■ What this task involves ■
Each record below should be written out again exactly.

■ Information supplied ■

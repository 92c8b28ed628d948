use structopt::StructOpt;

use crate::{driver::Driver, errors::QueryResult, pathlib::FilePath, session::Session};

#[derive(Debug, StructOpt)]
pub struct InfoOptions {
    #[structopt(help = "source file of the module whose scope the identifier is resolved in")]
    pub file: FilePath,

    #[structopt(help = "identifier, e.g. `map`, `Data.Map.insert` or `(+)`")]
    pub ident: String,
}

pub(super) fn action<S: Session>(driver: &mut Driver<S>, options: InfoOptions) -> QueryResult {
    let info = driver.get_identifier_info(&options.file, &options.ident)?;
    println!("{}", info);
    Ok(())
}
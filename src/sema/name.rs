use std::fmt;

use serde::{Deserialize, Serialize};

#[derive(Clone, Debug, Default, Hash, Eq, PartialEq, PartialOrd, Ord, Serialize, Deserialize)]
pub struct ModuleName(String);

impl ModuleName {
    pub fn new<S: Into<String>>(name: S) -> ModuleName {
        ModuleName(name.into())
    }

    pub fn as_str(&self) -> &str {
        &self.0
    }
}

impl fmt::Display for ModuleName {
    fn fmt(&self, f: &mut fmt::Formatter<'_>) -> fmt::Result {
        write!(f, "{}", self.0)
    }
}

impl From<&str> for ModuleName {
    fn from(s: &str) -> ModuleName {
        ModuleName(s.to_string())
    }
}

/// Types and classes live apart from values and data constructors, so
/// `[]` can name both the list type and the empty list.
#[derive(Clone, Copy, Debug, Hash, Eq, PartialEq, PartialOrd, Ord, Serialize, Deserialize)]
pub enum Namespace {
    Value,
    Type,
}

#[derive(Clone, Debug, Hash, Eq, PartialEq, PartialOrd, Ord, Serialize, Deserialize)]
pub struct Name {
    pub occ: String,
    pub module: Option<ModuleName>,
    pub ns: Namespace,
}

impl Name {
    pub fn new<S: Into<String>>(occ: S, module: Option<ModuleName>, ns: Namespace) -> Name {
        Name {
            occ: occ.into(),
            module,
            ns,
        }
    }

    /// A top-level value (or data constructor) defined in `module`.
    pub fn value<S: Into<String>>(module: &str, occ: S) -> Name {
        Name::new(occ, Some(ModuleName::from(module)), Namespace::Value)
    }

    /// A type constructor or class defined in `module`.
    pub fn tycon<S: Into<String>>(module: &str, occ: S) -> Name {
        Name::new(occ, Some(ModuleName::from(module)), Namespace::Type)
    }

    /// A locally bound value (lambda/pattern binder, evidence variable).
    pub fn local<S: Into<String>>(occ: S) -> Name {
        Name::new(occ, None, Namespace::Value)
    }

    pub fn is_external(&self) -> bool {
        self.module.is_some()
    }

    /// Operators are made of symbol characters; constructor operators start
    /// with `:`.
    pub fn is_operator(&self) -> bool {
        !self.is_special() && self.occ.chars().next().map_or(false, is_symbol_char)
    }

    /// `[]`, `()` and tuple constructors can't be qualified or sectioned.
    pub fn is_special(&self) -> bool {
        self.occ == "[]" || tuple_arity(&self.occ).is_some()
    }
}

impl fmt::Display for Name {
    fn fmt(&self, f: &mut fmt::Formatter<'_>) -> fmt::Result {
        write!(f, "{}", self.occ)
    }
}

pub fn is_symbol_char(c: char) -> bool {
    "!#$%&*+./<=>?@\\^|-~:".contains(c)
}

/// `()` is the 0-tuple, `(,)` the pair and so on. Returns `None` for
/// anything that is not a tuple occurrence.
pub fn tuple_arity(occ: &str) -> Option<usize> {
    let inner = occ.strip_prefix('(')?.strip_suffix(')')?;
    if inner.chars().all(|c| c == ',') {
        if inner.is_empty() {
            Some(0)
        } else {
            Some(inner.len() + 1)
        }
    } else {
        None
    }
}

pub fn tuple_occ(arity: usize) -> String {
    if arity == 0 {
        str!("()")
    } else {
        format!("({})", ",".repeat(arity - 1))
    }
}

pub const BUILTIN_MODULE: &str = "GHC.Types";

lazy_static! {
    pub static ref LIST_TYCON: Name = Name::tycon(BUILTIN_MODULE, "[]");
    pub static ref NIL_DATACON: Name = Name::value(BUILTIN_MODULE, "[]");
    pub static ref CONS_DATACON: Name = Name::value(BUILTIN_MODULE, ":");
    pub static ref BOOL_TYCON: Name = Name::tycon(BUILTIN_MODULE, "Bool");
    pub static ref TRUE_DATACON: Name = Name::value(BUILTIN_MODULE, "True");
    pub static ref FALSE_DATACON: Name = Name::value(BUILTIN_MODULE, "False");
    pub static ref CHAR_TYCON: Name = Name::tycon(BUILTIN_MODULE, "Char");
    pub static ref INT_TYCON: Name = Name::tycon(BUILTIN_MODULE, "Int");
    pub static ref DOUBLE_TYCON: Name = Name::tycon(BUILTIN_MODULE, "Double");
}

pub fn tuple_tycon(arity: usize) -> Name {
    Name::tycon(BUILTIN_MODULE, tuple_occ(arity))
}

pub fn tuple_datacon(arity: usize) -> Name {
    Name::value(BUILTIN_MODULE, tuple_occ(arity))
}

■ Exercise solution ■
repository 92c8b28ed628d948
use structopt::StructOpt;

use crate::{driver::Driver, errors::QueryResult, pathlib::FilePath, session::Session};

#[derive(Debug, StructOpt)]
pub struct InfoOptions {
    #[structopt(help = "source file of the module whose scope the identifier is resolved in")]
    pub file: FilePath,

    #[structopt(help = "identifier, e.g. `map`, `Data.Map.insert` or `(+)`")]
    pub ident: String,
}

pub(super) fn action<S: Session>(driver: &mut Driver<S>, options: InfoOptions) -> QueryResult {
    let info = driver.get_identifier_info(&options.file, &options.ident)?;
    println!("{}", info);
    Ok(())
}
filename src/sema/name.rs
use std::fmt;

use serde::{Deserialize, Serialize};

#[derive(Clone, Debug, Default, Hash, Eq, PartialEq, PartialOrd, Ord, Serialize, Deserialize)]
pub struct ModuleName(String);

impl ModuleName {
    pub fn new<S: Into<String>>(name: S) -> ModuleName {
        ModuleName(name.into())
    }

    pub fn as_str(&self) -> &str {
        &self.0
    }
}

impl fmt::Display for ModuleName {
    fn fmt(&self, f: &mut fmt::Formatter<'_>) -> fmt::Result {
        write!(f, "{}", self.0)
    }
}

impl From<&str> for ModuleName {
    fn from(s: &str) -> ModuleName {
        ModuleName(s.to_string())
    }
}

/// Types and classes live apart from values and data constructors, so
/// `[]` can name both the list type and the empty list.
#[derive(Clone, Copy, Debug, Hash, Eq, PartialEq, PartialOrd, Ord, Serialize, Deserialize)]
pub enum Namespace {
    Value,
    Type,
}

#[derive(Clone, Debug, Hash, Eq, PartialEq, PartialOrd, Ord, Serialize, Deserialize)]
pub struct Name {
    pub occ: String,
    pub module: Option<ModuleName>,
    pub ns: Namespace,
}

impl Name {
    pub fn new<S: Into<String>>(occ: S, module: Option<ModuleName>, ns: Namespace) -> Name {
        Name {
            occ: occ.into(),
            module,
            ns,
        }
    }

    /// A top-level value (or data constructor) defined in `module`.
    pub fn value<S: Into<String>>(module: &str, occ: S) -> Name {
        Name::new(occ, Some(ModuleName::from(module)), Namespace::Value)
    }

    /// A type constructor or class defined in `module`.
    pub fn tycon<S: Into<String>>(module: &str, occ: S) -> Name {
        Name::new(occ, Some(ModuleName::from(module)), Namespace::Type)
    }

    /// A locally bound value (lambda/pattern binder, evidence variable).
    pub fn local<S: Into<String>>(occ: S) -> Name {
        Name::new(occ, None, Namespace::Value)
    }

    pub fn is_external(&self) -> bool {
        self.module.is_some()
    }

    /// Operators are made of symbol characters; constructor operators start
    /// with `:`.
    pub fn is_operator(&self) -> bool {
        !self.is_special() && self.occ.chars().next().map_or(false, is_symbol_char)
    }

    /// `[]`, `()` and tuple constructors can't be qualified or sectioned.
    pub fn is_special(&self) -> bool {
        self.occ == "[]" || tuple_arity(&self.occ).is_some()
    }
}

impl fmt::Display for Name {
    fn fmt(&self, f: &mut fmt::Formatter<'_>) -> fmt::Result {
        write!(f, "{}", self.occ)
    }
}

pub fn is_symbol_char(c: char) -> bool {
    "!#$%&*+./<=>?@\\^|-~:".contains(c)
}

/// `()` is the 0-tuple, `(,)` the pair and so on. Returns `None` for
/// anything that is not a tuple occurrence.
pub fn tuple_arity(occ: &str) -> Option<usize> {
    let inner = occ.strip_prefix('(')?.strip_suffix(')')?;
    if inner.chars().all(|c| c == ',') {
        if inner.is_empty() {
            Some(0)
        } else {
            Some(inner.len() + 1)
        }
    } else {
        None
    }
}

pub fn tuple_occ(arity: usize) -> String {
    if arity == 0 {
        str!("()")
    } else {
        format!("({})", ",".repeat(arity - 1))
    }
}

pub const BUILTIN_MODULE: &str = "GHC.Types";

lazy_static! {
    pub static ref LIST_TYCON: Name = Name::tycon(BUILTIN_MODULE, "[]");
    pub static ref NIL_DATACON: Name = Name::value(BUILTIN_MODULE, "[]");
    pub static ref CONS_DATACON: Name = Name::value(BUILTIN_MODULE, ":");
    pub static ref BOOL_TYCON: Name = Name::tycon(BUILTIN_MODULE, "Bool");
    pub static ref TRUE_DATACON: Name = Name::value(BUILTIN_MODULE, "True");
    pub static ref FALSE_DATACON: Name = Name::value(BUILTIN_MODULE, "False");
    pub static ref CHAR_TYCON: Name = Name::tycon(BUILTIN_MODULE, "Char");
    pub static ref INT_TYCON: Name = Name::tycon(BUILTIN_MODULE, "Int");
    pub static ref DOUBLE_TYCON: Name = Name::tycon(BUILTIN_MODULE, "Double");
}

pub fn tuple_tycon(arity: usize) -> Name {
    Name::tycon(BUILTIN_MODULE, tuple_occ(arity))
}

pub fn tuple_datacon(arity: usize) -> Name {
    Name::value(BUILTIN_MODULE, tuple_occ(arity))
}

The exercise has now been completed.